Cosmological Perturbations and Quasi-Static Assumption in f(R) Theories

$f(R)$ gravity is one of the simplest theories of modified gravity to explain the accelerated cosmic expansion. Although it is usually assumed that the quasi-Newtonian approach (a combination of the quasi-static approximation and sub-Hubble limit) for cosmic perturbations is good enough to describe the evolution of large scale structure in $f(R)$ models, some studies have suggested that this method is not valid for all $f(R)$ models. Here, we show that in the matter-dominated era, the pressure and shear equations alone, which can be recast into four first-order equations to solve for cosmological perturbations exactly, are sufficient to solve for the Newtonian potential, $\Psi$, and the curvature potential, $\Phi$. Based on these two equations, we are able to clarify how the exact linear perturbations fit into different limits.
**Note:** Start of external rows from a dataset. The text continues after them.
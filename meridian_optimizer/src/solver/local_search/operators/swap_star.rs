use crate::problem::eval::Eval;
use crate::problem::job::JobType;
use crate::problem::vehicle_routing_problem::VehicleRoutingProblem;

use crate::solver::cost_delta::{sequence_replace_delta, single_addition_delta};
use crate::solver::local_search::operator::{LocalSearchOperator, MoveContext, route_caps_ok};
use crate::solver::solution::solution_state::SolutionState;
use crate::solver::solution::tw_route::TwRoute;

/// **Swap-Star**
///
/// For each pair of jobs (a in `s`, b in `t`), considers not only the
/// same-position swap but also inserting each swapped job at one of its
/// three cheapest positions in the other route, and keeps the best
/// feasible of the resulting configurations.
pub struct SwapStar {
    pub s_vehicle: usize,
    pub t_vehicle: usize,
    pub a_rank: usize,
    pub b_rank: usize,
    /// Resulting rank of b in `s` and of a in `t`.
    pub s_insert_rank: usize,
    pub t_insert_rank: usize,
    s_delta: Eval,
    t_delta: Eval,
}

/// Range affected when the job at `removed` ends up replaced by `incoming`
/// landing at `target` (resulting rank).
fn exchange_range(removed: usize, target: usize) -> (usize, usize) {
    (removed.min(target), removed.max(target) + 1)
}

fn exchange_replacement(
    route: &TwRoute,
    removed: usize,
    target: usize,
    incoming: usize,
) -> Vec<usize> {
    if target <= removed {
        let mut jobs = vec![incoming];
        jobs.extend_from_slice(&route.raw().route[target..removed]);
        jobs
    } else {
        let mut jobs = route.raw().route[removed + 1..=target].to_vec();
        jobs.push(incoming);
        jobs
    }
}

/// The three cheapest insertion ranks for a job on the current route.
fn top_insertion_ranks(
    problem: &VehicleRoutingProblem,
    route: &TwRoute,
    job_rank: usize,
) -> Vec<usize> {
    let mut scored: Vec<(Eval, usize)> = (0..=route.len())
        .map(|rank| (single_addition_delta(problem, route, job_rank, rank), rank))
        .collect();
    scored.sort();
    scored.truncate(3);
    scored.into_iter().map(|(_, rank)| rank).collect()
}

impl SwapStar {
    pub fn evaluate(ctx: &MoveContext, s_vehicle: usize, t_vehicle: usize) -> Option<Self> {
        debug_assert!(s_vehicle != t_vehicle);
        let source = &ctx.routes[s_vehicle];
        let target = &ctx.routes[t_vehicle];
        if source.is_empty() || target.is_empty() {
            return None;
        }

        let s_candidates: Vec<usize> = (0..source.len())
            .filter(|&rank| {
                let job = source.job_at(rank);
                ctx.problem.job(job).job_type() == JobType::Single
                    && ctx.problem.vehicle_ok_with_job(t_vehicle, job)
            })
            .collect();
        let t_candidates: Vec<usize> = (0..target.len())
            .filter(|&rank| {
                let job = target.job_at(rank);
                ctx.problem.job(job).job_type() == JobType::Single
                    && ctx.problem.vehicle_ok_with_job(s_vehicle, job)
            })
            .collect();
        if s_candidates.is_empty() || t_candidates.is_empty() {
            return None;
        }

        // Cheapest insertion ranks of each candidate into the other
        // route, on the unmodified sequences.
        let b_tops: Vec<(usize, Vec<usize>)> = t_candidates
            .iter()
            .map(|&b_rank| {
                (
                    b_rank,
                    top_insertion_ranks(ctx.problem, source, target.job_at(b_rank)),
                )
            })
            .collect();
        let a_tops: Vec<(usize, Vec<usize>)> = s_candidates
            .iter()
            .map(|&a_rank| {
                (
                    a_rank,
                    top_insertion_ranks(ctx.problem, target, source.job_at(a_rank)),
                )
            })
            .collect();

        let mut best: Option<SwapStar> = None;

        for (a_idx, &a_rank) in s_candidates.iter().enumerate() {
            for (b_idx, &b_rank) in t_candidates.iter().enumerate() {
                let b_job = target.job_at(b_rank);
                let a_job = source.job_at(a_rank);

                let mut s_positions = vec![a_rank];
                for &ins in &b_tops[b_idx].1 {
                    let resulting = if ins > a_rank { ins - 1 } else { ins };
                    let resulting = resulting.min(source.len() - 1);
                    if !s_positions.contains(&resulting) {
                        s_positions.push(resulting);
                    }
                }
                let mut t_positions = vec![b_rank];
                for &ins in &a_tops[a_idx].1 {
                    let resulting = if ins > b_rank { ins - 1 } else { ins };
                    let resulting = resulting.min(target.len() - 1);
                    if !t_positions.contains(&resulting) {
                        t_positions.push(resulting);
                    }
                }

                for &s_pos in &s_positions {
                    let (s_first, s_last) = exchange_range(a_rank, s_pos);
                    let s_replacement = exchange_replacement(source, a_rank, s_pos, b_job);
                    let s_delta = sequence_replace_delta(
                        ctx.problem,
                        source,
                        s_replacement.iter().copied(),
                        s_first,
                        s_last,
                    );

                    for &t_pos in &t_positions {
                        let (t_first, t_last) = exchange_range(b_rank, t_pos);
                        let t_replacement =
                            exchange_replacement(target, b_rank, t_pos, a_job);
                        let t_delta = sequence_replace_delta(
                            ctx.problem,
                            target,
                            t_replacement.iter().copied(),
                            t_first,
                            t_last,
                        );

                        let candidate = SwapStar {
                            s_vehicle,
                            t_vehicle,
                            a_rank,
                            b_rank,
                            s_insert_rank: s_pos,
                            t_insert_rank: t_pos,
                            s_delta,
                            t_delta,
                        };
                        let better = match &best {
                            None => true,
                            Some(b) => candidate.gain() > b.gain(),
                        };
                        if better {
                            best = Some(candidate);
                        }
                    }
                }
            }
        }

        best
    }
}

impl LocalSearchOperator for SwapStar {
    fn gain(&self) -> Eval {
        -(self.s_delta + self.t_delta)
    }

    fn is_valid(&self, ctx: &MoveContext) -> bool {
        let source = &ctx.routes[self.s_vehicle];
        let target = &ctx.routes[self.t_vehicle];
        let a_job = source.job_at(self.a_rank);
        let b_job = target.job_at(self.b_rank);

        let (s_first, s_last) = exchange_range(self.a_rank, self.s_insert_rank);
        let (t_first, t_last) = exchange_range(self.b_rank, self.t_insert_rank);
        let s_replacement =
            exchange_replacement(source, self.a_rank, self.s_insert_rank, b_job);
        let t_replacement =
            exchange_replacement(target, self.b_rank, self.t_insert_rank, a_job);

        let mut s_delivery = source.delivery_in_range(s_first, s_last);
        s_delivery -= ctx.problem.job(a_job).delivery();
        s_delivery += ctx.problem.job(b_job).delivery();
        let mut t_delivery = target.delivery_in_range(t_first, t_last);
        t_delivery -= ctx.problem.job(b_job).delivery();
        t_delivery += ctx.problem.job(a_job).delivery();

        route_caps_ok(ctx, self.s_vehicle, self.s_delta, 0)
            && route_caps_ok(ctx, self.t_vehicle, self.t_delta, 0)
            && source.is_valid_addition_for_capacity_inclusion(
                ctx.problem,
                &s_delivery,
                s_replacement.iter().copied(),
                s_first,
                s_last,
            )
            && target.is_valid_addition_for_capacity_inclusion(
                ctx.problem,
                &t_delivery,
                t_replacement.iter().copied(),
                t_first,
                t_last,
            )
            && source.is_valid_addition_for_tw(
                ctx.problem,
                &s_delivery,
                s_replacement.iter().copied(),
                s_first,
                s_last,
            )
            && target.is_valid_addition_for_tw(
                ctx.problem,
                &t_delivery,
                t_replacement.iter().copied(),
                t_first,
                t_last,
            )
    }

    fn apply(
        &self,
        problem: &VehicleRoutingProblem,
        routes: &mut [TwRoute],
        _state: &mut SolutionState,
    ) {
        let a_job = routes[self.s_vehicle].job_at(self.a_rank);
        let b_job = routes[self.t_vehicle].job_at(self.b_rank);

        let (s_first, s_last) = exchange_range(self.a_rank, self.s_insert_rank);
        let s_replacement =
            exchange_replacement(&routes[self.s_vehicle], self.a_rank, self.s_insert_rank, b_job);
        routes[self.s_vehicle].replace(problem, s_replacement.into_iter(), s_first, s_last);

        let (t_first, t_last) = exchange_range(self.b_rank, self.t_insert_rank);
        let t_replacement =
            exchange_replacement(&routes[self.t_vehicle], self.b_rank, self.t_insert_rank, a_job);
        routes[self.t_vehicle].replace(problem, t_replacement.into_iter(), t_first, t_last);
    }

    fn update_candidates(&self) -> Vec<usize> {
        vec![self.s_vehicle, self.t_vehicle]
    }
}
We find that the Compton length controls the quasi-static behaviours in $f(R)$ gravity. In addition, regardless the validity of quasi-static approximation, a strong version of the sub-Hubble limit alone is sufficient to reduce the exact linear perturbations in any viable $f(R)$ gravity to second order. Our findings disagree with some previous studies where we find little difference between our exact and quasi-Newtonian solutions even up to $k=10 c^{-1} \mathcal{H}_0$.